Nella Summa di Teologia, san Tommaso parte dal fatto che ci sono tre diversi modi dell'essere e dell'essenza di Dio: Dio esiste in se stesso, è il principio e la fine di tutte le cose, per cui tutte le creature procedono e dipendono da Lui; poi Dio è presente attraverso la sua Grazia nella vita e nell'attività del cristiano, dei santi; infine, Dio è presente in modo del tutto speciale nella Persona di Cristo unito qui realmente con l'uomo Gesù, e operante nei Sacramenti, che scaturiscono dalla sua opera redentrice. Perciò, la struttura di questa monumentale opera (cfr. Jean-Pierre Torrell, La "Summa" di San Tommaso, Milano 2003, pp. 29-75), una ricerca con "sguardo teologico" della pienezza di Dio (cfr.

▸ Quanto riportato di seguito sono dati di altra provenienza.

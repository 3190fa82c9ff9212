pub mod aspect_scorer;
pub mod lexicon;
pub mod trust_calculator;

pub use aspect_scorer::{AspectScorer, AspectSignals};
pub use trust_calculator::TrustCalculator;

Summa Theologiae, ia, q. 1, a. 7), è articolata in tre parti, ed è illustrata dallo stesso Doctor Communis - san Tommaso - con queste parole: "Lo scopo principale della sacra dottrina è quello di far conoscere Dio, e non soltanto in se stesso, ma anche in quanto è principio e fine delle cose, e specialmente della creatura ragionevole. Nell'intento di esporre questa dottrina, noi tratteremo per primo di Dio; per secondo del movimento della creatura verso Dio; e per terzo del Cristo, il quale, in quanto uomo, è per noi via per ascendere a Dio" (Ibid., i, q. 2). È un circolo: Dio in se stesso, che esce da se stesso e ci prende per mano, così che con Cristo ritorniamo a Dio, siamo uniti a Dio, e Dio sarà tutto in tutti.

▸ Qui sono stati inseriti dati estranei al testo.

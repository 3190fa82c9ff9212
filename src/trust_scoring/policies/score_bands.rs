use crate::trust_scoring::domain::Sentiment;

/// Scores at or above this value count as high trust.
pub const HIGH_TRUST_THRESHOLD: f64 = 80.0;

/// Scores at or above this value (but below the high threshold) count as
/// moderate trust.
pub const MODERATE_TRUST_THRESHOLD: f64 = 60.0;

/// Weight applied to reviews from verified purchases when aggregating.
pub const VERIFIED_REVIEW_WEIGHT: f64 = 1.5;

/// Share of the overall score contributed by raw star ratings.
pub const RATING_COMPONENT_WEIGHT: f64 = 0.6;

/// Share of the overall score contributed by per-aspect text analysis.
pub const ASPECT_COMPONENT_WEIGHT: f64 = 0.4;

/// Polarity above this value reads as positive, below its negation as
/// negative, and anything between as neutral.
pub const POLARITY_SENTIMENT_THRESHOLD: f64 = 0.15;

/// ScoreBand policy for turning a 0-100 trust score into a verdict
///
/// This policy encodes the business rules shared by every consumer of a
/// trust score: which numeric ranges read as high, moderate or low trust,
/// and what purchase advice each band carries.
///
/// Band boundaries:
/// 1. High: score >= 80
/// 2. Moderate: 60 <= score < 80
/// 3. Low: score < 60
#[derive(Debug, Clone, Copy, PartialEq, Eq)]
pub enum ScoreBand {
    High,
    Moderate,
    Low,
}

impl ScoreBand {
    /// Classifies a trust score into its band
    ///
    /// # Arguments
    /// * `score` - Overall trust score, expected in the 0-100 range
    ///
    /// # Returns
    /// The band the score falls into
    pub fn for_score(score: f64) -> Self {
        if score >= HIGH_TRUST_THRESHOLD {
            ScoreBand::High
        } else if score >= MODERATE_TRUST_THRESHOLD {
            ScoreBand::Moderate
        } else {
            ScoreBand::Low
        }
    }

    /// Purchase advice keyword for this band, as used in recommendations
    pub fn verdict(&self) -> &'static str {
        match self {
            ScoreBand::High => "buy",
            ScoreBand::Moderate => "consider",
            ScoreBand::Low => "avoid",
        }
    }

    /// Short description of the overall review tone for this band
    pub fn descriptor(&self) -> &'static str {
        match self {
            ScoreBand::High => "Strongly positive reviews",
            ScoreBand::Moderate => "Mixed reviews",
            ScoreBand::Low => "Largely negative reviews",
        }
    }
}

/// Maps an aggregate polarity in [-1.0, 1.0] onto a sentiment label
///
/// # Arguments
/// * `polarity` - Weighted mean review polarity for an aspect
///
/// # Returns
/// The sentiment label reported for that aspect
pub fn sentiment_for_polarity(polarity: f64) -> Sentiment {
    if polarity > POLARITY_SENTIMENT_THRESHOLD {
        Sentiment::Positive
    } else if polarity < -POLARITY_SENTIMENT_THRESHOLD {
        Sentiment::Negative
    } else {
        Sentiment::Neutral
    }
}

La prima parte della Summa Theologiae indaga dunque su Dio in se stesso, sul mistero della Trinità e sull'attività creatrice di Dio. In questa parte troviamo anche una profonda riflessione sulla realtà autentica dell'essere umano in quanto uscito dalle mani creatrici di Dio, frutto del suo amore. Da una parte siamo un essere creato, dipendente, non veniamo da noi stessi; ma, dall'altra, abbiamo una vera autonomia, così che siamo non solo qualcosa di apparente - come dicono alcuni filosofi platonici - ma una realtà voluta da Dio come tale, e con valore in se stessa.

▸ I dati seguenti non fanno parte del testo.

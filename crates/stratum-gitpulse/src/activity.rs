//! Commit cadence and per-author activity.

use std::collections::HashMap;

use chrono::{DateTime, FixedOffset, NaiveDateTime};
use serde::Serialize;
use stratum_core::{Commit, StratumError};

use crate::mining::ISO_DATE_FORMAT;

/// Canonical linked-export timestamp layout.
const CANONICAL_FORMAT: &str = "%d/%m/%Y %H:%M";

/// Commits attributed to one author.
#[derive(Debug, Clone, PartialEq, Eq, Serialize)]
pub struct AuthorActivity {
    pub author: String,
    pub commits: usize,
}

/// Summary of how often and how broadly a project commits.
///
/// # Examples
///
/// ```
/// use stratum_core::{Change, Commit};
/// use stratum_gitpulse::activity::analyze_activity;
///
/// let commit = |modified: &str, files: usize| Commit {
///     change: Change { author: "ana".into(), modified: modified.into(), ..Change::default() },
///     files: vec!["a".to_string(); files],
///     ..Commit::default()
/// };
/// let report = analyze_activity(&[commit("15/03/2010 18:00", 3), commit("15/03/2010 14:00", 1)]).unwrap();
/// assert_eq!(report.mean_files_per_commit, 2.0);
/// assert_eq!(report.mean_interval_hours, 4.0);
/// ```
#[derive(Debug, Clone, PartialEq, Serialize)]
#[serde(rename_all = "camelCase")]
pub struct ActivityReport {
    pub commits: usize,
    pub mean_files_per_commit: f64,
    /// Mean gap between consecutive commits; zero with fewer than two.
    pub mean_interval_hours: f64,
    /// Ascending by commit count, then by name.
    pub authors: Vec<AuthorActivity>,
}

/// Parse a commit timestamp in either the canonical or the git ISO layout.
///
/// Canonical timestamps carry no offset and are read as UTC.
///
/// # Errors
///
/// Returns [`StratumError::Timestamp`] when neither layout matches.
pub fn parse_timestamp(modified: &str) -> Result<DateTime<FixedOffset>, StratumError> {
    if let Ok(naive) = NaiveDateTime::parse_from_str(modified, CANONICAL_FORMAT) {
        return Ok(naive.and_utc().fixed_offset());
    }
    DateTime::parse_from_str(modified, ISO_DATE_FORMAT)
        .map_err(|_| StratumError::Timestamp(modified.to_string()))
}

/// Order commits by time and summarize them.
///
/// # Errors
///
/// Returns [`StratumError::Timestamp`] for an unparseable commit timestamp.
pub fn analyze_activity(commits: &[Commit]) -> Result<ActivityReport, StratumError> {
    let mut timed = commits
        .iter()
        .map(|c| Ok((parse_timestamp(&c.change.modified)?, c)))
        .collect::<Result<Vec<_>, StratumError>>()?;
    timed.sort_by_key(|(time, _)| *time);

    let files: usize = timed.iter().map(|(_, c)| c.files.len()).sum();
    let gaps: f64 = timed
        .windows(2)
        .map(|pair| (pair[1].0 - pair[0].0).num_seconds() as f64 / 3600.0)
        .sum();

    let mut per_author: HashMap<&str, usize> = HashMap::new();
    for (_, commit) in &timed {
        *per_author.entry(commit.change.author.as_str()).or_default() += 1;
    }
    let mut authors: Vec<AuthorActivity> = per_author
        .into_iter()
        .map(|(author, commits)| AuthorActivity {
            author: author.to_string(),
            commits,
        })
        .collect();
    authors.sort_by(|a, b| a.commits.cmp(&b.commits).then_with(|| a.author.cmp(&b.author)));

    let n = timed.len();
    Ok(ActivityReport {
        commits: n,
        mean_files_per_commit: if n == 0 { 0.0 } else { files as f64 / n as f64 },
        mean_interval_hours: if n < 2 { 0.0 } else { gaps / (n - 1) as f64 },
        authors,
    })
}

Nella seconda parte san Tommaso considera l'uomo, spinto dalla Grazia, nella sua aspirazione a conoscere e ad amare Dio per essere felice nel tempo e nell'eternità. Per prima cosa, l'Autore presenta i principi teologici dell'agire morale, studiando come, nella libera scelta dell'uomo di compiere atti buoni, si integrano la ragione, la volontà e le passioni, a cui si aggiunge la forza che dona la Grazia di Dio attraverso le virtù e i doni dello Spirito Santo, come pure l'aiuto che viene offerto anche dalla legge morale. Quindi l'essere umano è un essere dinamico che cerca se stesso, cerca di divenire se stesso e cerca, in questo senso, di compiere atti che lo costruiscono, lo fanno veramente uomo; e qui entra la legge morale, entra la Grazia e la propria ragione, la volontà e le passioni. Su questo fondamento san Tommaso delinea la fisionomia dell'uomo che vive secondo lo Spirito e che diventa, così, un'icona di Dio. Qui l'Aquinate si sofferma a studiare le tre virtù teologali - fede, speranza e carità -, seguite dall'esame acuto di più di cinquanta virtù morali, organizzate attorno alle quattro virtù cardinali - la prudenza, la giustizia, la temperanza e la fortezza. Termina poi con la riflessione sulle diverse vocazioni nella Chiesa.
Nella terza parte della Summa, san Tommaso studia il Mistero di Cristo - la via e la verità - per mezzo del quale noi possiamo ricongiungerci a Dio Padre. In questa sezione scrive pagine pressoché insuperate sul Mistero dell'Incarnazione e della Passione di Gesù, aggiungendo poi un'ampia trattazione sui sette Sacramenti, perché in essi il Verbo divino incarnato estende i benefici dell'Incarnazione per la nostra salvezza, per il nostro cammino di fede verso Dio e la vita eterna, rimane materialmente quasi presente con le realtà della creazione, ci tocca così nell'intimo.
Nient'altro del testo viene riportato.